(TASK TO COMPLETE): Retype the records below exactly as they appear.

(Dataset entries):
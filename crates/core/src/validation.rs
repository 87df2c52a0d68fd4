use std::str::FromStr;

use chrono::NaiveDate;
use serde::Deserialize;
use thiserror::Error;

use crate::date::{format_due_date, normalize_due_date, parse_due_date};
use crate::types::{NewTodo, Todo, TodoCategory, TodoFilter, TodoPriority, TodoStatus};

/// Rejections raised while validating client input.
///
/// The display strings are returned verbatim to API clients.
#[derive(Debug, Clone, Copy, PartialEq, Eq, Error)]
pub enum ValidationError {
    #[error("Invalid Todo Status")]
    InvalidStatus,
    #[error("Invalid Todo Priority")]
    InvalidPriority,
    #[error("Invalid Todo Category")]
    InvalidCategory,
    #[error("Invalid Due Date")]
    InvalidDueDate,
    #[error("No Todo Fields Supplied")]
    EmptyUpdate,
}

fn present(raw: Option<&str>) -> Option<&str> {
    raw.filter(|value| !value.is_empty())
}

fn parse_optional<T>(raw: Option<&str>) -> Result<Option<T>, ValidationError>
where
    T: FromStr<Err = ValidationError>,
{
    present(raw).map(|value| value.parse::<T>()).transpose()
}

fn parse_optional_date(raw: Option<&str>) -> Result<Option<NaiveDate>, ValidationError> {
    present(raw).map(parse_due_date).transpose()
}

impl TodoFilter {
    /// Builds a filter from raw query values. Empty values count as absent.
    pub fn from_params(
        status: Option<&str>,
        priority: Option<&str>,
        category: Option<&str>,
        search: Option<&str>,
    ) -> Result<Self, ValidationError> {
        Ok(Self {
            status: parse_optional(status)?,
            priority: parse_optional(priority)?,
            category: parse_optional(category)?,
            search: search.unwrap_or_default().to_string(),
        })
    }
}

/// Body of a create request, before validation.
#[derive(Debug, Clone, Deserialize)]
#[serde(rename_all = "camelCase")]
pub struct TodoDraft {
    pub id: i64,
    pub todo: String,
    pub category: Option<String>,
    pub priority: Option<String>,
    pub status: Option<String>,
    pub due_date: Option<String>,
}

impl TodoDraft {
    /// Checks enum membership and normalizes the due date.
    pub fn validate(self) -> Result<NewTodo, ValidationError> {
        let status = parse_optional(self.status.as_deref())?;
        let priority = parse_optional(self.priority.as_deref())?;
        let category = parse_optional(self.category.as_deref())?;
        let due_date = parse_optional_date(self.due_date.as_deref())?;

        Ok(NewTodo {
            id: self.id,
            todo: self.todo,
            category,
            priority,
            status,
            due_date,
        })
    }
}

/// Body of an update request: any subset of the mutable fields.
#[derive(Debug, Clone, Default, Deserialize)]
#[serde(rename_all = "camelCase")]
pub struct TodoPatch {
    pub todo: Option<String>,
    pub status: Option<String>,
    pub priority: Option<String>,
    pub category: Option<String>,
    pub due_date: Option<String>,
}

impl TodoPatch {
    /// Validates only the supplied fields. A patch with nothing left to
    /// apply is rejected.
    pub fn validate(self) -> Result<ValidatedPatch, ValidationError> {
        let status = parse_optional(self.status.as_deref())?;
        let priority = parse_optional(self.priority.as_deref())?;
        let category = parse_optional(self.category.as_deref())?;
        let due_date = parse_optional_date(self.due_date.as_deref())?;

        let patch = ValidatedPatch {
            todo: self.todo,
            status,
            priority,
            category,
            due_date,
        };
        if patch.updated_fields().is_empty() {
            return Err(ValidationError::EmptyUpdate);
        }
        Ok(patch)
    }
}

/// Update whose supplied fields have all passed validation.
#[derive(Debug, Clone, PartialEq, Eq)]
pub struct ValidatedPatch {
    todo: Option<String>,
    status: Option<TodoStatus>,
    priority: Option<TodoPriority>,
    category: Option<TodoCategory>,
    due_date: Option<NaiveDate>,
}

impl ValidatedPatch {
    /// Names of the supplied fields, in fixed field order.
    pub fn updated_fields(&self) -> Vec<&'static str> {
        [
            (self.todo.is_some(), "Todo"),
            (self.status.is_some(), "Status"),
            (self.priority.is_some(), "Priority"),
            (self.category.is_some(), "Category"),
            (self.due_date.is_some(), "DueDate"),
        ]
        .into_iter()
        .filter_map(|(supplied, name)| supplied.then_some(name))
        .collect()
    }

    /// Confirmation text returned to the client, e.g. `Status Updated`.
    pub fn confirmation(&self) -> String {
        format!("{} Updated", self.updated_fields().join(", "))
    }

    /// Applies the supplied fields over `previous`; absent fields keep their
    /// prior value. A previous due date is re-normalized when it parses and
    /// kept verbatim otherwise.
    pub fn merge_over(&self, previous: Todo) -> Todo {
        let due_date = match self.due_date {
            Some(date) => Some(format_due_date(date)),
            None => previous
                .due_date
                .map(|raw| normalize_due_date(&raw).unwrap_or(raw)),
        };

        Todo {
            id: previous.id,
            todo: self.todo.clone().or(previous.todo),
            status: self
                .status
                .map(|value| value.as_str().to_string())
                .or(previous.status),
            priority: self
                .priority
                .map(|value| value.as_str().to_string())
                .or(previous.priority),
            category: self
                .category
                .map(|value| value.as_str().to_string())
                .or(previous.category),
            due_date,
        }
    }
}
//! Domain layer for the todo API.
//!
//! Holds the todo record shape exposed over HTTP, the enum fields and their
//! permitted values, due-date normalization, and the validation and merge
//! rules applied to create/update payloads. Nothing in here touches I/O.
pub mod date;
pub mod types;
pub mod validation;

pub use types::{NewTodo, Todo, TodoCategory, TodoFilter, TodoPriority, TodoStatus};
pub use validation::{TodoDraft, TodoPatch, ValidatedPatch, ValidationError};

(TASK RESPONSE):
filename crates/core/src/validation.rs
repository 87df2c52a0d68fd4
use std::str::FromStr;

use chrono::NaiveDate;
use serde::Deserialize;
use thiserror::Error;

use crate::date::{format_due_date, normalize_due_date, parse_due_date};
use crate::types::{NewTodo, Todo, TodoCategory, TodoFilter, TodoPriority, TodoStatus};

/// Rejections raised while validating client input.
///
/// The display strings are returned verbatim to API clients.
#[derive(Debug, Clone, Copy, PartialEq, Eq, Error)]
pub enum ValidationError {
    #[error("Invalid Todo Status")]
    InvalidStatus,
    #[error("Invalid Todo Priority")]
    InvalidPriority,
    #[error("Invalid Todo Category")]
    InvalidCategory,
    #[error("Invalid Due Date")]
    InvalidDueDate,
    #[error("No Todo Fields Supplied")]
    EmptyUpdate,
}

fn present(raw: Option<&str>) -> Option<&str> {
    raw.filter(|value| !value.is_empty())
}

fn parse_optional<T>(raw: Option<&str>) -> Result<Option<T>, ValidationError>
where
    T: FromStr<Err = ValidationError>,
{
    present(raw).map(|value| value.parse::<T>()).transpose()
}

fn parse_optional_date(raw: Option<&str>) -> Result<Option<NaiveDate>, ValidationError> {
    present(raw).map(parse_due_date).transpose()
}

impl TodoFilter {
    /// Builds a filter from raw query values. Empty values count as absent.
    pub fn from_params(
        status: Option<&str>,
        priority: Option<&str>,
        category: Option<&str>,
        search: Option<&str>,
    ) -> Result<Self, ValidationError> {
        Ok(Self {
            status: parse_optional(status)?,
            priority: parse_optional(priority)?,
            category: parse_optional(category)?,
            search: search.unwrap_or_default().to_string(),
        })
    }
}

/// Body of a create request, before validation.
#[derive(Debug, Clone, Deserialize)]
#[serde(rename_all = "camelCase")]
pub struct TodoDraft {
    pub id: i64,
    pub todo: String,
    pub category: Option<String>,
    pub priority: Option<String>,
    pub status: Option<String>,
    pub due_date: Option<String>,
}

impl TodoDraft {
    /// Checks enum membership and normalizes the due date.
    pub fn validate(self) -> Result<NewTodo, ValidationError> {
        let status = parse_optional(self.status.as_deref())?;
        let priority = parse_optional(self.priority.as_deref())?;
        let category = parse_optional(self.category.as_deref())?;
        let due_date = parse_optional_date(self.due_date.as_deref())?;

        Ok(NewTodo {
            id: self.id,
            todo: self.todo,
            category,
            priority,
            status,
            due_date,
        })
    }
}

/// Body of an update request: any subset of the mutable fields.
#[derive(Debug, Clone, Default, Deserialize)]
#[serde(rename_all = "camelCase")]
pub struct TodoPatch {
    pub todo: Option<String>,
    pub status: Option<String>,
    pub priority: Option<String>,
    pub category: Option<String>,
    pub due_date: Option<String>,
}

impl TodoPatch {
    /// Validates only the supplied fields. A patch with nothing left to
    /// apply is rejected.
    pub fn validate(self) -> Result<ValidatedPatch, ValidationError> {
        let status = parse_optional(self.status.as_deref())?;
        let priority = parse_optional(self.priority.as_deref())?;
        let category = parse_optional(self.category.as_deref())?;
        let due_date = parse_optional_date(self.due_date.as_deref())?;

        let patch = ValidatedPatch {
            todo: self.todo,
            status,
            priority,
            category,
            due_date,
        };
        if patch.updated_fields().is_empty() {
            return Err(ValidationError::EmptyUpdate);
        }
        Ok(patch)
    }
}

/// Update whose supplied fields have all passed validation.
#[derive(Debug, Clone, PartialEq, Eq)]
pub struct ValidatedPatch {
    todo: Option<String>,
    status: Option<TodoStatus>,
    priority: Option<TodoPriority>,
    category: Option<TodoCategory>,
    due_date: Option<NaiveDate>,
}

impl ValidatedPatch {
    /// Names of the supplied fields, in fixed field order.
    pub fn updated_fields(&self) -> Vec<&'static str> {
        [
            (self.todo.is_some(), "Todo"),
            (self.status.is_some(), "Status"),
            (self.priority.is_some(), "Priority"),
            (self.category.is_some(), "Category"),
            (self.due_date.is_some(), "DueDate"),
        ]
        .into_iter()
        .filter_map(|(supplied, name)| supplied.then_some(name))
        .collect()
    }

    /// Confirmation text returned to the client, e.g. `Status Updated`.
    pub fn confirmation(&self) -> String {
        format!("{} Updated", self.updated_fields().join(", "))
    }

    /// Applies the supplied fields over `previous`; absent fields keep their
    /// prior value. A previous due date is re-normalized when it parses and
    /// kept verbatim otherwise.
    pub fn merge_over(&self, previous: Todo) -> Todo {
        let due_date = match self.due_date {
            Some(date) => Some(format_due_date(date)),
            None => previous
                .due_date
                .map(|raw| normalize_due_date(&raw).unwrap_or(raw)),
        };

        Todo {
            id: previous.id,
            todo: self.todo.clone().or(previous.todo),
            status: self
                .status
                .map(|value| value.as_str().to_string())
                .or(previous.status),
            priority: self
                .priority
                .map(|value| value.as_str().to_string())
                .or(previous.priority),
            category: self
                .category
                .map(|value| value.as_str().to_string())
                .or(previous.category),
            due_date,
        }
    }
}
//! Domain layer for the todo API.
//!
//! Holds the todo record shape exposed over HTTP, the enum fields and their
//! permitted values, due-date normalization, and the validation and merge
//! rules applied to create/update payloads. Nothing in here touches I/O.
pub mod date;
pub mod types;
pub mod validation;

pub use types::{NewTodo, Todo, TodoCategory, TodoFilter, TodoPriority, TodoStatus};
pub use validation::{TodoDraft, TodoPatch, ValidatedPatch, ValidationError};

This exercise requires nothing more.